Is your teenager getting enough sleep? If not, he or she could be in danger of an early morning collision, says a new report by Eastern Virginia Medical School professors. Using data from the state’s Department of Motor Vehicles, the study compares crash rates for teenage drivers from two towns: Virginia Beach and Chesapeake. In Virginia Beach, where high school classes begin at 7:20 am, the crash rate was 41 percent higher than Chesapeake, where classes begin at 8:40 am.

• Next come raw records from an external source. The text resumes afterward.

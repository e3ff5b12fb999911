use std::net::SocketAddr;

use axum::{routing::get, Router};
use tower_http::{cors::CorsLayer, trace::TraceLayer};

use crate::response::ApiResponse;
use crate::state::AppState;
use crate::{auth, users};

pub fn build_app(state: AppState) -> Router {
    Router::new()
        .nest(
            "/api/v1",
            Router::new()
                .merge(auth::router())
                .merge(users::router())
                .route("/health", get(health)),
        )
        .with_state(state)
        .layer(CorsLayer::permissive())
        .layer(
            TraceLayer::new_for_http()
                .make_span_with(|req: &axum::http::Request<_>| {
                    let method = req.method().clone();
                    let uri = req.uri().clone();
                    tracing::info_span!("http_request", %method, uri = %uri, status = tracing::field::Empty)
                })
                .on_response(
                    |res: &axum::http::Response<_>,
                     latency: std::time::Duration,
                     span: &tracing::Span| {
                        let status = res.status();
                        span.record("status", tracing::field::display(status));
                        if status.is_server_error() {
                            tracing::error!(%status, latency_ms = latency.as_millis() as u64, "response");
                        } else {
                            tracing::info!(%status, latency_ms = latency.as_millis() as u64, "response");
                        }
                    },
                ),
        )
}

async fn health() -> ApiResponse<serde_json::Value> {
    ApiResponse::ok(serde_json::json!({ "status": "ok" }), "Healthy")
}

pub async fn serve(app: Router) -> anyhow::Result<()> {
    let addr: SocketAddr = format!(
        "{}:{}",
        std::env::var("APP_HOST").unwrap_or_else(|_| "0.0.0.0".into()),
        std::env::var("APP_PORT").unwrap_or_else(|_| "8080".into())
    )
    .parse()?;

    tracing::info!("listening on {}", addr);
    let listener = tokio::net::TcpListener::bind(addr).await?;
    axum::serve(listener, app).await?;
    Ok(())
}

Clearly, there are a lot of variables not taken in to account. For example, Virginia Beach could have a higher general crash rate than Chesapeake. But this study is consistent with the findings of a similar 2008 article in the Journal of Clinical Sleep Medicine, which found a 16.5 percent decline in teen crashes in districts with schools that started an hour later than neighboring areas.
“This study did not prove by any means that early high school start times led to increased rates of car crashes,” said Robert Vorona, one of the study’s co-authors, noting that the crash increase is tied directly to tired drivers. So ostensibly, an easy fix is getting teenagers to sleep earlier so that they can have the important 8-9 hours of sleep each night. But with homework, mounting pressure to get in to college, and extra-curricular activities like drama or sports (not to mention relax time), teenagers aren’t likely to turn in before 11 (not to mention 10). With this in mind, Vorona said, “early high school start times are problematic.”
The study also raises the question: if driving early in the morning can be dangerous for teenagers, who’s to say that is a good time to be learning? Pushing school start times back an hour, the report says, can make students more alert in class, in addition to boosting road safety.